▶ [PROBLEM TO WORK ON]: From the line with "fn from(err: PaymentError)" through the line with "use crate::models::Treatment;", inclusive, return each line of the data below exactly and leave the rest out.

▶ [Saved data entries]:
▬▬▬▬▬▬▬▬▬▬

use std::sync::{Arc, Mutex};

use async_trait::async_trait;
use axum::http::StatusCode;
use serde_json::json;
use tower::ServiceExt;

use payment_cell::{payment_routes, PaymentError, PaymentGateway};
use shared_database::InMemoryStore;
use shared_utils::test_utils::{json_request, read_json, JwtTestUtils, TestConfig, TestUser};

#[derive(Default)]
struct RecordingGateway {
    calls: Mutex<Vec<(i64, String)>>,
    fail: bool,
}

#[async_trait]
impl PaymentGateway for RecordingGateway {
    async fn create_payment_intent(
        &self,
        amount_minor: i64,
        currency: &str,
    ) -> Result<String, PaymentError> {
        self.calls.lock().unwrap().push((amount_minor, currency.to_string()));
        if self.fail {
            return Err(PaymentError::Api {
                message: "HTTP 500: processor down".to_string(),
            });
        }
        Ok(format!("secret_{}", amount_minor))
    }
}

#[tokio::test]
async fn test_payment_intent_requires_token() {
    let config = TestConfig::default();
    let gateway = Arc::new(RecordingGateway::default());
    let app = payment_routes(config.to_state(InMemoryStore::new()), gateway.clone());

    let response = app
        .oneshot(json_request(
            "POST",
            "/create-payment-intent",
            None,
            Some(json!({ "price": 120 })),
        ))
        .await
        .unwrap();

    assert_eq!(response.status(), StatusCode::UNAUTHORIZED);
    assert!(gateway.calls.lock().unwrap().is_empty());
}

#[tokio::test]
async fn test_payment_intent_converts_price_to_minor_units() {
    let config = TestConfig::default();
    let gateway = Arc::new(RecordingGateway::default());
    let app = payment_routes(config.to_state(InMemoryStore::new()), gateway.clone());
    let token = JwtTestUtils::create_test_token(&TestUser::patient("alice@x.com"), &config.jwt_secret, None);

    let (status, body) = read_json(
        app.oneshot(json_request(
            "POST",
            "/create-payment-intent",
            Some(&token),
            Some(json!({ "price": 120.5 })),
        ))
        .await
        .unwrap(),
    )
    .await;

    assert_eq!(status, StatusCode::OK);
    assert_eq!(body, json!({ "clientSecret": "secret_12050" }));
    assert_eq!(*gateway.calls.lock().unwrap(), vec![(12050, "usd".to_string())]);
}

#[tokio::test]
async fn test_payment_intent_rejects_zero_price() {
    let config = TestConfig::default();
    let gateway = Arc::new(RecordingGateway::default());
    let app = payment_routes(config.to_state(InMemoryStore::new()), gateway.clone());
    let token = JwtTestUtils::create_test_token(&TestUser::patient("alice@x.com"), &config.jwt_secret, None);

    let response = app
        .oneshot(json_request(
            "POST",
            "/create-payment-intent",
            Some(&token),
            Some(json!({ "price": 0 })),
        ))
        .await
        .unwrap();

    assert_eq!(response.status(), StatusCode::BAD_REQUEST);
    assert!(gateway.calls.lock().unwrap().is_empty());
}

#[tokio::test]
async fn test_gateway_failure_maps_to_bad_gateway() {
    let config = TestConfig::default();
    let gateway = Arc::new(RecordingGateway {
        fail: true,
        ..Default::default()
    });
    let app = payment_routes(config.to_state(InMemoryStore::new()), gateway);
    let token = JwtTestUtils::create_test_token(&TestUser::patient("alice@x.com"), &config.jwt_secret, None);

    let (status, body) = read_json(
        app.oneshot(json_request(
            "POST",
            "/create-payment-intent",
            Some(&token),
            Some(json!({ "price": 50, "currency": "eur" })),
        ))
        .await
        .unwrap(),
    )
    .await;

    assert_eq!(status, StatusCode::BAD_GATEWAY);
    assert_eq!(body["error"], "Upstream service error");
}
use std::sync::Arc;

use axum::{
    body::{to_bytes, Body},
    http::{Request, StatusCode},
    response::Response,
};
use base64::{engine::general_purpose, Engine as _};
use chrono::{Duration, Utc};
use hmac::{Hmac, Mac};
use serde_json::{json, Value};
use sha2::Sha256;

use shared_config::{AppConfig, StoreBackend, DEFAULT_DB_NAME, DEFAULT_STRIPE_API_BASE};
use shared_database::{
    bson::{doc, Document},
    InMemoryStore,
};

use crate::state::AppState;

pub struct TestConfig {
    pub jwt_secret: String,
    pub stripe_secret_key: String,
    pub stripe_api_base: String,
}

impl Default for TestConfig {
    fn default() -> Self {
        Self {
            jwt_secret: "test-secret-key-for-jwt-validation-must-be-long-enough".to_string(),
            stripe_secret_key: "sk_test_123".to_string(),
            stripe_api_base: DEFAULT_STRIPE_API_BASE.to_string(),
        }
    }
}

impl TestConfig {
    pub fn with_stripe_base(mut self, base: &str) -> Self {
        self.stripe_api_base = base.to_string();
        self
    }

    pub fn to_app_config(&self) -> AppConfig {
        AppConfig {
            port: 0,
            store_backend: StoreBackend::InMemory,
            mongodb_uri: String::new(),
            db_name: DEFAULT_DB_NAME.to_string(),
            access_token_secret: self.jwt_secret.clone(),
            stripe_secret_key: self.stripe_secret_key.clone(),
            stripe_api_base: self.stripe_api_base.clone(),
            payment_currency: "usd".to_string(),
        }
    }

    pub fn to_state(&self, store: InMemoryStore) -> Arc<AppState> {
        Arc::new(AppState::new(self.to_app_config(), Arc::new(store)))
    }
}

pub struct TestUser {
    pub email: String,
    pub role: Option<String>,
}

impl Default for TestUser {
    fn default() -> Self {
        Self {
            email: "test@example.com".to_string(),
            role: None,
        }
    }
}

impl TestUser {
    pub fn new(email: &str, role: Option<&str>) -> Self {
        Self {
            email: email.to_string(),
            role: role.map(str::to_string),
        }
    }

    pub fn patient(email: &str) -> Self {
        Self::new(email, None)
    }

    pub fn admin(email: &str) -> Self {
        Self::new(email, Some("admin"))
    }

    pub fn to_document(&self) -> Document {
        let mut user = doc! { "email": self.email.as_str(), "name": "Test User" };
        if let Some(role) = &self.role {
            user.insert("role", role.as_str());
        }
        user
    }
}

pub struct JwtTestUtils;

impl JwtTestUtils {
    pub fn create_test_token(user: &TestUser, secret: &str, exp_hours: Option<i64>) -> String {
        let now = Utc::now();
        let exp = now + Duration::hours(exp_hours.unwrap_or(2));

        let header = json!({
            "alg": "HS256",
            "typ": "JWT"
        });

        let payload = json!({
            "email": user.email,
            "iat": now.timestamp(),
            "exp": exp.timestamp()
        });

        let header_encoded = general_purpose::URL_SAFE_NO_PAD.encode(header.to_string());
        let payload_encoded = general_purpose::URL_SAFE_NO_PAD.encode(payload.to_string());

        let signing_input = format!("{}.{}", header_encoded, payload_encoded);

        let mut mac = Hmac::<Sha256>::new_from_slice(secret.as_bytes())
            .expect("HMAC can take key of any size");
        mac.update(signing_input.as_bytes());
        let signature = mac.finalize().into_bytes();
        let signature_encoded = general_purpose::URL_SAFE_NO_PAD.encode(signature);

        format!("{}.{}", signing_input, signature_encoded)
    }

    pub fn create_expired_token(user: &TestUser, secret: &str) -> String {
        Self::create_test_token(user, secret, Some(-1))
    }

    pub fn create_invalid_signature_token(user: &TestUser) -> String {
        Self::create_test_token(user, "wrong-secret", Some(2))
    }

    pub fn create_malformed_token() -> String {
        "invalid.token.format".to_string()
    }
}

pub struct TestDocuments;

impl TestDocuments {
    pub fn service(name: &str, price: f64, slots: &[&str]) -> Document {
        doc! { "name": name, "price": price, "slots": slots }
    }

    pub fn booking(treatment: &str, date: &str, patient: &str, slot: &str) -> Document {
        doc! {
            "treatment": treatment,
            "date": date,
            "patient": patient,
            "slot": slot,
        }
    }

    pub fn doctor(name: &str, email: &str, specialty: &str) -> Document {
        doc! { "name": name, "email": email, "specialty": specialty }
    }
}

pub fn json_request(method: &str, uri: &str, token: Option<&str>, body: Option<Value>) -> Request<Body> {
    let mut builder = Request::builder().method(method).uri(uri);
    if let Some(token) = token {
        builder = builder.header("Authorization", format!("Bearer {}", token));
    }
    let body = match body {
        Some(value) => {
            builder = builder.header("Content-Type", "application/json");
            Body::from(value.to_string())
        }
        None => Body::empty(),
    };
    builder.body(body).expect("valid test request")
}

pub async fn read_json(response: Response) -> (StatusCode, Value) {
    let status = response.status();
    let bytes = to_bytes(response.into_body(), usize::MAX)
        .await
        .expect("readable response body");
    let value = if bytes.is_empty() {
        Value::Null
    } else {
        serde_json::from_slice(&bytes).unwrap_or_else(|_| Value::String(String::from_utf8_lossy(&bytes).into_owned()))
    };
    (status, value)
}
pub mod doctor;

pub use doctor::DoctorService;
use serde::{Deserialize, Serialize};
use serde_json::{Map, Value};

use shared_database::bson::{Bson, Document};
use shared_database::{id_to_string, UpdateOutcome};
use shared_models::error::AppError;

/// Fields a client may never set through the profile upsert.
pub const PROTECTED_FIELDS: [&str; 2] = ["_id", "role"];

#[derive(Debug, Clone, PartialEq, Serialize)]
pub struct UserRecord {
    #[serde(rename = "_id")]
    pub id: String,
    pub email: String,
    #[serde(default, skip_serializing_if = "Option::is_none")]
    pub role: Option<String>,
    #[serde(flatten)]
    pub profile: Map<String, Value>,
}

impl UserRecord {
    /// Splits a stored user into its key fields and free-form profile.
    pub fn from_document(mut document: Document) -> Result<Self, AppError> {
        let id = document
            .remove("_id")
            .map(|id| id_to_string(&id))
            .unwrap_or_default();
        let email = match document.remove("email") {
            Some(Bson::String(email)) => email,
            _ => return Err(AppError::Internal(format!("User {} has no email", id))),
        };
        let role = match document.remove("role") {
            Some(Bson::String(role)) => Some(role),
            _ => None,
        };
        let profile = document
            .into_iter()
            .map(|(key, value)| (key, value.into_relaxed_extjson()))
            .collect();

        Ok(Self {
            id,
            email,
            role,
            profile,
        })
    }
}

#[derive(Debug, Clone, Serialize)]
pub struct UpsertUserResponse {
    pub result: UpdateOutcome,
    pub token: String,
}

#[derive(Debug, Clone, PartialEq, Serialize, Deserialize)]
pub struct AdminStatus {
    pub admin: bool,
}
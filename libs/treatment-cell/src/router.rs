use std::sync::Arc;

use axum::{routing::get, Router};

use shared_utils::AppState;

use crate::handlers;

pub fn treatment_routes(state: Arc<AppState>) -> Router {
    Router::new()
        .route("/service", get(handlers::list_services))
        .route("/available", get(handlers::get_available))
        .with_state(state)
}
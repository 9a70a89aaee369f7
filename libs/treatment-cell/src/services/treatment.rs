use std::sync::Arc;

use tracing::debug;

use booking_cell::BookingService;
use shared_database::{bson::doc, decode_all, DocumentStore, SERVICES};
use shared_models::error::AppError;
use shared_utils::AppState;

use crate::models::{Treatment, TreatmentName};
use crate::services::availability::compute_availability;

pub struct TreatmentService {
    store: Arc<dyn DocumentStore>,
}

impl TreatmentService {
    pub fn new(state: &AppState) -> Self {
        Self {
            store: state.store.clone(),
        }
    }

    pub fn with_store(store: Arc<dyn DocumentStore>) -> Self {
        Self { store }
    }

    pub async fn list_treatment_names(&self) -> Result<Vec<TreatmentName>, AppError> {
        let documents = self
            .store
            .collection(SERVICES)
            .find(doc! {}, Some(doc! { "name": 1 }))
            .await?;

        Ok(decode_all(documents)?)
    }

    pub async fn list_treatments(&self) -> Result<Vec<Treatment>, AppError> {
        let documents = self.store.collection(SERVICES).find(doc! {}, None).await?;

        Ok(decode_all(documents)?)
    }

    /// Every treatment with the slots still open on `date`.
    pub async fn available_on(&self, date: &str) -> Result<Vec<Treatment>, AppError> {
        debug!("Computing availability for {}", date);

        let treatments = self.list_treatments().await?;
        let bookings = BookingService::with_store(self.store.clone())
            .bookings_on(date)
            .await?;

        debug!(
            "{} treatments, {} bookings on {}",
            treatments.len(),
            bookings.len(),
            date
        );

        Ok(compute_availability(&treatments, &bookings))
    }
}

▬▬▬▬▬▬▬▬▬▬

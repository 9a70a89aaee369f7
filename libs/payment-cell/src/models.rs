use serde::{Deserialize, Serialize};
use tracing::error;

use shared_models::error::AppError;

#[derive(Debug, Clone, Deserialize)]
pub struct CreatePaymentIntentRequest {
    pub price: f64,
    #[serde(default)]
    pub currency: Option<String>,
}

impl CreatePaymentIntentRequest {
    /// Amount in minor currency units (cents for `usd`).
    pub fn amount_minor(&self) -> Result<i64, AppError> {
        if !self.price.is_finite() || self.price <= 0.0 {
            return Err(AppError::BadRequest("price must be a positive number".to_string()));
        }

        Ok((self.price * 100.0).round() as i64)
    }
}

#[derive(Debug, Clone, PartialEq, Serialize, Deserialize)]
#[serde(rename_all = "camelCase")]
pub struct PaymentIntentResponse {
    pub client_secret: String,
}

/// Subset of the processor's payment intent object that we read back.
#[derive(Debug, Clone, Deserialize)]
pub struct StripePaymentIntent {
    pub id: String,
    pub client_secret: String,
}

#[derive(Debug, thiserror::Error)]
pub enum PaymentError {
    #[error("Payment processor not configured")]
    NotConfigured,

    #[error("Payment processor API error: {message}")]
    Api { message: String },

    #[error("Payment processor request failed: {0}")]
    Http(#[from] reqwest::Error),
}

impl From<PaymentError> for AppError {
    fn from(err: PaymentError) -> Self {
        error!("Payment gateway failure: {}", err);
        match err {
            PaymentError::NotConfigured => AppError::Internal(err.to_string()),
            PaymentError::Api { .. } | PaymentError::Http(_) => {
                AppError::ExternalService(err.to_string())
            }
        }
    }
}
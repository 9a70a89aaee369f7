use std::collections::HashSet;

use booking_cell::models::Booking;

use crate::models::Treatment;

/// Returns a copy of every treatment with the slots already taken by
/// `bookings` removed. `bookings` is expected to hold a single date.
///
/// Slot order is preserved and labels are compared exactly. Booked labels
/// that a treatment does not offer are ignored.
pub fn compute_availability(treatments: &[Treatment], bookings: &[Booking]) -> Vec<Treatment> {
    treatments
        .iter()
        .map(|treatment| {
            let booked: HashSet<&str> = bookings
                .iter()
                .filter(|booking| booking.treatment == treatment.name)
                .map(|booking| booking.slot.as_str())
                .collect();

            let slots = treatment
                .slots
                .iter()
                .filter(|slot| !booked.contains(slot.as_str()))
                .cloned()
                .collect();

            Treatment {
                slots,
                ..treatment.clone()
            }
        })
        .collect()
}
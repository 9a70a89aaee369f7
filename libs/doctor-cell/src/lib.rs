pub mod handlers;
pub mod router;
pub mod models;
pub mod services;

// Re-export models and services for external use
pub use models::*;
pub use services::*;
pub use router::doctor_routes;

▬▬▬▬▬▬▬▬▬▬

▶ [RESPONSE BOX]:
    fn from(err: PaymentError) -> Self {
        error!("Payment gateway failure: {}", err);
        match err {
            PaymentError::NotConfigured => AppError::Internal(err.to_string()),
            PaymentError::Api { .. } | PaymentError::Http(_) => {
                AppError::ExternalService(err.to_string())
            }
        }
    }
}
repository 9a70a89aaee369f7
use std::collections::HashSet;

use booking_cell::models::Booking;

use crate::models::Treatment;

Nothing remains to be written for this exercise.